Microsoft certification badges banner
Headshot of Michael Korting

Blog

Microsoft 365 • Security • Compliance

A Practical Microsoft 365 Minimum Security Baseline
Built for the Real World

A deployable, opinionated baseline for securing Microsoft 365 tenants without overengineering.

Why “Out‑of‑the‑Box” Microsoft 365 Is Not Enough

Microsoft 365 ships with powerful security tooling — Defender, Intune, Conditional Access, Purview, Autopilot, and Entra ID — but very little of it is enabled correctly by default.

In real environments, I repeatedly see tenants that:

  • Rely on Security Defaults instead of Conditional Access
  • Have Defender licensed but not onboarded
  • Use Intune only for enrollment, not enforcement
  • Lack email authentication (DKIM, SPF, DMARC)
  • Still allow legacy authentication paths
  • Have no baseline for endpoint or identity hardening

To address this gap, I developed a minimum Microsoft 365 tenant baseline — a repeatable, documented configuration that establishes a secure, supportable foundation without overengineering.

This is not theoretical guidance.
This is a deployment‑standard baseline refined across real tenants.

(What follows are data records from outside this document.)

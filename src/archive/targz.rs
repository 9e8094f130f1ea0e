use crate::archive::{ArchiveEntry, PendingEntry};
use crate::constants::ARCHIVE_MTIME;
use crate::error::{IoContext, PackagingError, Result};
use flate2::read::GzDecoder;
use flate2::write::GzEncoder;
use flate2::Compression;
use std::collections::BTreeSet;
use std::fs::File;
use std::io::Read;
use std::path::{Component, Path};
use tar::{Archive, Builder, Header};

pub(crate) fn write_tar_gz(file: File, entries: &[PendingEntry]) -> Result<()> {
    let encoder = GzEncoder::new(file, Compression::default());
    let mut tar = Builder::new(encoder);

    for entry in entries {
        let source = File::open(&entry.absolute).at(&entry.absolute)?;
        let size = source.metadata().at(&entry.absolute)?.len();

        // Normalize metadata so identical inputs give identical bytes
        let mut header = Header::new_gnu();
        header.set_size(size);
        header.set_mode(entry.mode);
        header.set_mtime(ARCHIVE_MTIME);
        header.set_uid(0);
        header.set_gid(0);
        header.set_cksum();

        tar.append_data(&mut header, &entry.relative, source)
            .at(&entry.absolute)?;
    }

    let encoder = tar.into_inner().map_err(|e| PackagingError::io("tar", e))?;
    encoder.finish().map_err(|e| PackagingError::io("gzip", e))?;
    Ok(())
}

pub(crate) fn read_tar_gz(path: &Path) -> Result<Vec<ArchiveEntry>> {
    let file = File::open(path).at(path)?;
    let mut archive = Archive::new(GzDecoder::new(file));
    let mut entries = Vec::new();

    for entry in archive.entries().at(path)? {
        let mut entry = entry.at(path)?;
        if !entry.header().entry_type().is_file() {
            continue;
        }
        let name = entry.path().at(path)?.to_string_lossy().replace('\\', "/");
        let mode = entry.header().mode().at(path)?;
        let mut contents = Vec::new();
        entry.read_to_end(&mut contents).at(path)?;
        entries.push(ArchiveEntry {
            path: name,
            executable: mode & 0o111 != 0,
            contents,
        });
    }
    Ok(entries)
}

/// Unpack into `dest_dir` and return the distinct top-level entry names.
pub(crate) fn unpack_tar_gz(path: &Path, dest_dir: &Path) -> Result<Vec<String>> {
    let file = File::open(path).at(path)?;
    let mut archive = Archive::new(GzDecoder::new(file));
    archive.set_preserve_permissions(true);
    let mut top_level = BTreeSet::new();

    for entry in archive.entries().at(path)? {
        let mut entry = entry.at(path)?;
        let entry_path = entry.path().at(path)?.to_path_buf();
        if let Some(Component::Normal(first)) = entry_path.components().next() {
            top_level.insert(first.to_string_lossy().to_string());
        }
        // `unpack_in` refuses entries escaping `dest_dir`
        entry.unpack_in(dest_dir).at(dest_dir)?;
    }
    Ok(top_level.into_iter().collect())
}
//! Per-language image buildpack: bundle, generate a Dockerfile, build the image.

use super::{absolute, image_result, StrategyContext};
use crate::bundler::BundleRequest;
use crate::dockerfile::{self, DockerfileParams};
use crate::error::{PackagingError, Result};
use crate::image::{DockerfileSource, ImageBuildRequest};
use crate::progress::PackagingEvent;
use crate::result::{BuildResult, Outcome};
use crate::workload::{ImageBuildpack, Workload};
use std::collections::BTreeMap;

pub async fn package(
    ctx: &StrategyContext<'_>,
    workload: &Workload,
    spec: &ImageBuildpack,
) -> Result<BuildResult> {
    let source_dir = absolute(&spec.source_directory_path)?;
    let request = BundleRequest {
        workload,
        source_dir: &source_dir,
        build_dir: ctx.scratch_dir,
        exclude: &ctx.exclude,
        strategy_inputs: serde_json::json!({
            "kind": "image",
            "requiresGlibcBinaries": workload.requires_glibc_binaries,
            "customBuildCommands": spec.custom_build_commands,
            "platform": workload.platform,
        }),
    };
    let bundle = ctx.bundler.bundle(&request).await?;
    ctx.reporter.on_event(PackagingEvent::DigestComputed {
        workload: workload.name.clone(),
        digest: bundle.digest.clone(),
    });

    if bundle.outcome == Outcome::Skipped {
        crate::log_digest_hit!(workload.name, bundle.digest);
        ctx.reporter.on_event(PackagingEvent::Skipped {
            workload: workload.name.clone(),
            digest: bundle.digest.clone(),
        });
        return Ok(BuildResult::skipped(&workload.name, bundle.digest));
    }
    crate::log_digest_miss!(workload.name, bundle.digest);

    let dist_dir = bundle
        .dist_dir
        .clone()
        .ok_or_else(|| PackagingError::MissingBuildOutput {
            path: ctx.scratch_dir.to_path_buf(),
        })?;

    let dockerfile = dockerfile::generate(&DockerfileParams {
        language: bundle.language,
        version: &bundle.language_version,
        resolved: &bundle.resolved,
        entry: &bundle.entry,
        requires_glibc: workload.requires_glibc_binaries,
        custom_build_commands: &spec.custom_build_commands,
    });
    tracing::debug!(
        workload = %workload.name,
        base_image = dockerfile.runtime_image().unwrap_or_default(),
        "Generated Dockerfile"
    );

    let image_request = ImageBuildRequest {
        build_context: dist_dir,
        dockerfile: DockerfileSource::Content(dockerfile.render()),
        image_tag: workload.image_tag_for(&bundle.digest),
        build_args: BTreeMap::new(),
        platform: workload.platform.clone(),
    };
    let output = ctx
        .images()
        .build_image(&image_request, &workload.name, ctx.reporter)
        .await?;
    Ok(image_result(ctx, &workload.name, bundle.digest, output))
}
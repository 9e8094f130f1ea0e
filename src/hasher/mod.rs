//! Structural checksums of source trees.
//!
//! Collecting fingerprints touches the filesystem; [`checksum`] is a pure
//! function over the collected list, so it can be tested against fixtures.

pub mod ignore;
pub mod walker;

pub use ignore::ExcludeRules;
pub use walker::{walk_dir, WalkedFile};

use crate::error::{IoContext, Result};
use rayon::prelude::*;
use std::io::Read;
use std::path::Path;

/// Content identity of one file: relative path + content hash. Timestamps are not recorded.
#[derive(Debug, Clone, PartialEq, Eq, PartialOrd, Ord)]
pub struct FileFingerprint {
    pub relative: String,
    pub content_hash: String,
    pub size: u64,
}

impl FileFingerprint {
    pub fn from_bytes(relative: impl Into<String>, data: &[u8]) -> Self {
        Self {
            relative: relative.into(),
            content_hash: blake3::hash(data).to_hex().to_string(),
            size: data.len() as u64,
        }
    }
}

/// Hash the contents of every walked file, in parallel.
pub fn fingerprint_files(files: &[WalkedFile]) -> Result<Vec<FileFingerprint>> {
    files
        .par_iter()
        .map(|file| {
            let mut hasher = blake3::Hasher::new();
            let mut reader = std::fs::File::open(&file.absolute).at(&file.absolute)?;
            let mut buf = [0u8; 64 * 1024];
            let mut size = 0u64;
            loop {
                let n = reader.read(&mut buf).at(&file.absolute)?;
                if n == 0 {
                    break;
                }
                size += n as u64;
                hasher.update(&buf[..n]);
            }
            Ok(FileFingerprint {
                relative: file.relative.clone(),
                content_hash: hasher.finalize().to_hex().to_string(),
                size,
            })
        })
        .collect()
}

/// Walk + fingerprint a directory (or a single file).
pub fn collect_fingerprints(root: &Path, exclude: &ExcludeRules) -> Result<Vec<FileFingerprint>> {
    let files = walk_dir(root, exclude)?;
    fingerprint_files(&files)
}

/// Order-independent checksum of a fingerprint list. An empty list is valid.
pub fn checksum(fingerprints: &[FileFingerprint]) -> String {
    let mut sorted: Vec<&FileFingerprint> = fingerprints.iter().collect();
    sorted.sort();

    let mut hasher = blake3::Hasher::new();
    hasher.update(b"packsmith-tree-v1\n");
    for fp in sorted {
        // Length-prefix the path so `a` + `bc` never collides with `ab` + `c`
        hasher.update(&(fp.relative.len() as u64).to_le_bytes());
        hasher.update(fp.relative.as_bytes());
        hasher.update(fp.content_hash.as_bytes());
    }
    hasher.finalize().to_hex().to_string()
}

/// Checksum of a directory tree or a single file.
pub fn directory_checksum(root: &Path, exclude: &ExcludeRules) -> Result<String> {
    Ok(checksum(&collect_fingerprints(root, exclude)?))
}

/// Total uncompressed size of a fingerprint list.
pub fn total_size(fingerprints: &[FileFingerprint]) -> u64 {
    fingerprints.iter().map(|f| f.size).sum()
}

#[cfg(test)]
mod tests {
    use super::*;
    use std::fs;
    use tempfile::tempdir;

    fn fixture() -> Vec<FileFingerprint> {
        vec![
            FileFingerprint::from_bytes("src/main.py", b"print('hi')"),
            FileFingerprint::from_bytes("requirements.txt", b"requests==2.31.0"),
        ]
    }

    #[test]
    fn test_checksum_is_order_independent() {
        let mut reversed = fixture();
        reversed.reverse();
        assert_eq!(checksum(&fixture()), checksum(&reversed));
    }

    #[test]
    fn test_checksum_sensitive_to_path() {
        let mut renamed = fixture();
        renamed[0].relative = "src/app.py".to_string();
        assert_ne!(checksum(&fixture()), checksum(&renamed));
    }

    #[test]
    fn test_checksum_sensitive_to_content() {
        let mut changed = fixture();
        changed[1] = FileFingerprint::from_bytes("requirements.txt", b"requests==2.32.0");
        assert_ne!(checksum(&fixture()), checksum(&changed));
    }

    #[test]
    fn test_empty_checksum_is_stable() {
        assert_eq!(checksum(&[]), checksum(&[]));
        assert_eq!(checksum(&[]).len(), 64);
    }

    #[test]
    fn test_directory_checksum_ignores_mtime() {
        let dir = tempdir().unwrap();
        let file = dir.path().join("a.txt");
        fs::write(&file, "same").unwrap();
        let first = directory_checksum(dir.path(), &ExcludeRules::empty()).unwrap();
        std::thread::sleep(std::time::Duration::from_millis(20));
        fs::write(&file, "same").unwrap();
        let second = directory_checksum(dir.path(), &ExcludeRules::empty()).unwrap();
        assert_eq!(first, second);
    }

    #[test]
    fn test_directory_checksum_respects_excludes() {
        let dir = tempdir().unwrap();
        fs::write(dir.path().join("a.txt"), "a").unwrap();
        let before = directory_checksum(dir.path(), &ExcludeRules::defaults()).unwrap();
        fs::create_dir(dir.path().join("coverage")).unwrap();
        fs::write(dir.path().join("coverage").join("lcov.info"), "x").unwrap();
        let after = directory_checksum(dir.path(), &ExcludeRules::defaults()).unwrap();
        assert_eq!(before, after);
    }
}
//! Language bundle zipped for a function runtime.

use super::custom_artifact::{self, Prepared, SourceKind};
use super::{absolute, StrategyContext};
use crate::bundler::{BundleOutput, BundleRequest, Language};
use crate::error::{IoContext, PackagingError, Result};
use crate::hasher::{walk_dir, ExcludeRules};
use crate::progress::PackagingEvent;
use crate::result::{BuildResult, Outcome};
use crate::workload::{LanguageNativeBuildpack, Workload};
use std::path::Path;

pub async fn package(
    ctx: &StrategyContext<'_>,
    workload: &Workload,
    spec: &LanguageNativeBuildpack,
) -> Result<BuildResult> {
    let source_dir = absolute(&spec.source_directory_path)?;
    let request = BundleRequest {
        workload,
        source_dir: &source_dir,
        build_dir: ctx.scratch_dir,
        exclude: &ctx.exclude,
        strategy_inputs: serde_json::json!({
            "kind": "zip",
            "executablePatterns": spec.executable_patterns,
        }),
    };
    let bundle = ctx.bundler.bundle(&request).await?;
    ctx.reporter.on_event(PackagingEvent::DigestComputed {
        workload: workload.name.clone(),
        digest: bundle.digest.clone(),
    });

    if bundle.outcome == Outcome::Skipped {
        crate::log_digest_hit!(workload.name, bundle.digest);
        ctx.reporter.on_event(PackagingEvent::Skipped {
            workload: workload.name.clone(),
            digest: bundle.digest.clone(),
        });
        return Ok(BuildResult::skipped(&workload.name, bundle.digest));
    }
    crate::log_digest_miss!(workload.name, bundle.digest);

    let dist_dir = bundle
        .dist_dir
        .clone()
        .ok_or_else(|| PackagingError::MissingBuildOutput {
            path: ctx.scratch_dir.to_path_buf(),
        })?;
    let uncompressed_size = bundle_size(&dist_dir)?;

    let prepared = Prepared {
        name: workload.name.clone(),
        source: dist_dir,
        kind: SourceKind::Directory,
        digest: bundle.digest.clone(),
        uncompressed_size,
        handler: function_handler(&bundle),
        executable_patterns: spec.executable_patterns.clone(),
    };
    custom_artifact::build(ctx, prepared).await
}

/// Handler string in the form function runtimes expect.
/// Interpreted languages use `<module>.<function>`, defaulting to `handler`.
/// Python modules are dotted, Node.js resolves the file path (`src/index.handler`).
pub fn function_handler(bundle: &BundleOutput) -> Option<String> {
    let module = match bundle.language {
        Language::Python => bundle.entry.module_path(),
        Language::Javascript => bundle.entry.path_without_extension().replace('\\', "/"),
        Language::Java | Language::Go => return bundle.entry.handler.clone(),
    };
    let function = bundle.entry.handler.as_deref().unwrap_or("handler");
    Some(format!("{module}.{function}"))
}

fn bundle_size(dist_dir: &Path) -> Result<u64> {
    let mut total = 0;
    for file in walk_dir(dist_dir, &ExcludeRules::empty())? {
        total += std::fs::metadata(&file.absolute).at(&file.absolute)?.len();
    }
    Ok(total)
}
//! Build strategy implementations, one module per packaging kind.
//!
//! Strategies whose inputs are known up front expose a digest step and a
//! build step so the dispatcher can run the skip check in between. The
//! bundler-backed strategies run their own skip check.

pub mod custom_artifact;
pub mod custom_dockerfile;
pub mod external_buildpack;
pub mod image_buildpack;
pub mod language_native;
pub mod nextjs;
pub mod nixpacks;

use crate::bundler::{join_error, LanguageBundler};
use crate::config::EngineConfig;
use crate::error::{IoContext, Result};
use crate::digest::Digest;
use crate::hasher::{self, ExcludeRules, FileFingerprint};
use crate::image::{ImageBuildOutput, ImageMaterializer};
use crate::process::CommandRunner;
use crate::progress::{PackagingEvent, ProgressReporter};
use crate::result::{Artifact, BuildResult};
use std::path::{Path, PathBuf};
use std::sync::Arc;

/// Everything a strategy needs for one packaging invocation.
pub struct StrategyContext<'a> {
    pub config: &'a EngineConfig,
    pub runner: Arc<dyn CommandRunner>,
    pub bundler: &'a dyn LanguageBundler,
    pub reporter: &'a dyn ProgressReporter,
    pub exclude: ExcludeRules,
    /// Unique per invocation; removed when the invocation ends
    pub scratch_dir: &'a Path,
    /// `<output_dir>/<workload name>`
    pub output_dir: PathBuf,
}

impl StrategyContext<'_> {
    pub fn images(&self) -> ImageMaterializer {
        ImageMaterializer::new(
            &self.config.container_engine,
            Arc::clone(&self.runner),
            self.scratch_dir,
        )
    }
}

/// Absolute form of a caller-supplied path, relative to the working directory.
pub fn absolute(path: &Path) -> Result<PathBuf> {
    std::path::absolute(path).at(path)
}

/// Walk and fingerprint off the async executor.
pub async fn fingerprint_tree(root: &Path, exclude: &ExcludeRules) -> Result<Vec<FileFingerprint>> {
    let owned_root = root.to_path_buf();
    let exclude = exclude.clone();
    tokio::task::spawn_blocking(move || hasher::collect_fingerprints(&owned_root, &exclude))
        .await
        .map_err(|e| join_error(root, e))?
}

/// Directory checksum, computed off the async executor.
pub async fn tree_checksum(root: &Path, exclude: &ExcludeRules) -> Result<String> {
    let fingerprints = fingerprint_tree(root, exclude).await?;
    Ok(hasher::checksum(&fingerprints))
}

/// Build result for a freshly built image.
pub(crate) fn image_result(
    ctx: &StrategyContext<'_>,
    name: &str,
    digest: Digest,
    output: ImageBuildOutput,
) -> BuildResult {
    crate::log_artifact_ready!(name, output.image_tag, output.size);
    ctx.reporter.on_event(PackagingEvent::ArtifactReady {
        workload: name.to_string(),
        location: output.image_tag.clone(),
        size_bytes: output.size,
    });
    BuildResult::bundled(
        name,
        digest,
        output.size,
        Artifact::Image {
            tag: output.image_tag,
            image_id: output.image_id,
            duration_ms: output.duration_ms,
            created_at: output.created_at,
        },
    )
}
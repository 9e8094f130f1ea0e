use crate::archive::{ArchiveEntry, PendingEntry};
use crate::error::{IoContext, Result};
use std::fs::File;
use std::io::{self, Read};
use std::path::Path;
use zip::{write::FileOptions, CompressionMethod, DateTime, ZipArchive, ZipWriter};

pub(crate) fn write_zip(file: File, entries: &[PendingEntry]) -> Result<()> {
    let mut zip = ZipWriter::new(file);
    let base = FileOptions::default()
        .compression_method(CompressionMethod::Deflated)
        .last_modified_time(DateTime::default());

    for entry in entries {
        zip.start_file(entry.relative.as_str(), base.unix_permissions(entry.mode))?;
        let mut source = File::open(&entry.absolute).at(&entry.absolute)?;
        io::copy(&mut source, &mut zip).at(&entry.absolute)?;
    }

    zip.finish()?;
    Ok(())
}

pub(crate) fn read_zip(path: &Path) -> Result<Vec<ArchiveEntry>> {
    let file = File::open(path).at(path)?;
    let mut archive = ZipArchive::new(file)?;
    let mut entries = Vec::with_capacity(archive.len());

    for i in 0..archive.len() {
        let mut entry = archive.by_index(i)?;
        if entry.is_dir() {
            continue;
        }
        let executable = entry.unix_mode().map(|m| m & 0o111 != 0).unwrap_or(false);
        let name = entry.name().to_string();
        let mut contents = Vec::with_capacity(entry.size() as usize);
        entry.read_to_end(&mut contents).at(path)?;
        entries.push(ArchiveEntry {
            path: name,
            executable,
            contents,
        });
    }
    Ok(entries)
}

/// File entries of an existing zip and their total uncompressed size.
#[derive(Debug, Clone, Default)]
pub struct ZipSummary {
    pub files: Vec<String>,
    pub uncompressed_size: u64,
}

/// Read from the central directory only; entry data is never decompressed.
pub fn summarize(path: &Path) -> Result<ZipSummary> {
    let file = File::open(path).at(path)?;
    let mut archive = ZipArchive::new(file)?;
    let mut summary = ZipSummary::default();
    for i in 0..archive.len() {
        let entry = archive.by_index_raw(i)?;
        if entry.is_dir() {
            continue;
        }
        summary.uncompressed_size += entry.size();
        summary.files.push(entry.name().to_string());
    }
    summary.files.sort();
    Ok(summary)
}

What This Baseline Is (and Is Not)

✅ What It Is

  • A minimum viable secure configuration
  • Aligned to Microsoft Secure Score
  • Designed for Business Premium through E5
  • Compatible with cloud‑only and hybrid environments
  • Built for scalability, auditability, and future uplift

❌ What It Is Not

  • A maximum‑security or Zero Trust “end state”
  • A vendor‑specific SOC replacement
  • A compliance framework by itself (though it supports CMMC, HIPAA, ISO)

Baseline Architecture — What Gets Configured

This baseline deliberately touches every major Microsoft 365 security control plane, in the correct order.

1. Identity Protection: Conditional Access & MFA

Everything starts with identity. This baseline replaces Security Defaults with explicit Conditional Access policies:

  • MFA enforcement for admins, Azure management, and users
  • Blocking legacy authentication
  • Risk‑based policies (Entra ID P2 where available)
  • Optional phish‑resistant MFA for admins
  • Documented exclusions for Intune, sync accounts, and legacy systems

Why this matters: Nearly every tenant compromise starts with identity.

2. Endpoint Management: Intune as a Control Plane

Intune is configured as an enforcement platform, not just enrollment.

  • Validated MDM authority and enrollment scope
  • Autopatch or controlled update rings
  • Device filters, scope tags, and cleanup rules
  • Corporate vs personal device separation

3. Secure Device Provisioning: Windows Autopilot

Autopilot enables security before first sign‑in, not after problems occur.

  • Entra ID and Hybrid join support
  • Dynamic device groups
  • Self‑deploying and user‑driven scenarios
  • Naming standards and delegation

4. Endpoint Detection & Response: Defender

Licensing Defender does nothing. Onboarding does.

  • Defender portal activation
  • Advanced features and auto‑remediation
  • ASR rules (audit‑first)
  • Device grouping and alert routing

5. Email Security & Authentication

  • Defender for Office 365 Standard baseline
  • Safe Attachments & Safe Links
  • Impersonation and anti‑phishing protection
  • DKIM, SPF, DMARC enforcement

6. Data Protection: Encryption & IRM

  • Message Encryption activation
  • Azure Information Protection verification
  • IRM enablement and testing

7. Passwordless Authentication: Windows Hello for Business

  • TPM‑backed credentials
  • Cloud Kerberos Trust (hybrid)
  • Conditional Access alignment

8. Copilot Readiness

A secure tenant must assume Copilot adoption. This baseline ensures access is intentional and governed — not accidental.

Final Thoughts

A secure Microsoft 365 tenant is not created by buying licenses. It is created by intentional configuration.

If your tenant lacks Conditional Access enforcement, Defender onboarding, Intune enforcement, email authentication, or passwordless readiness — this baseline should be your starting point.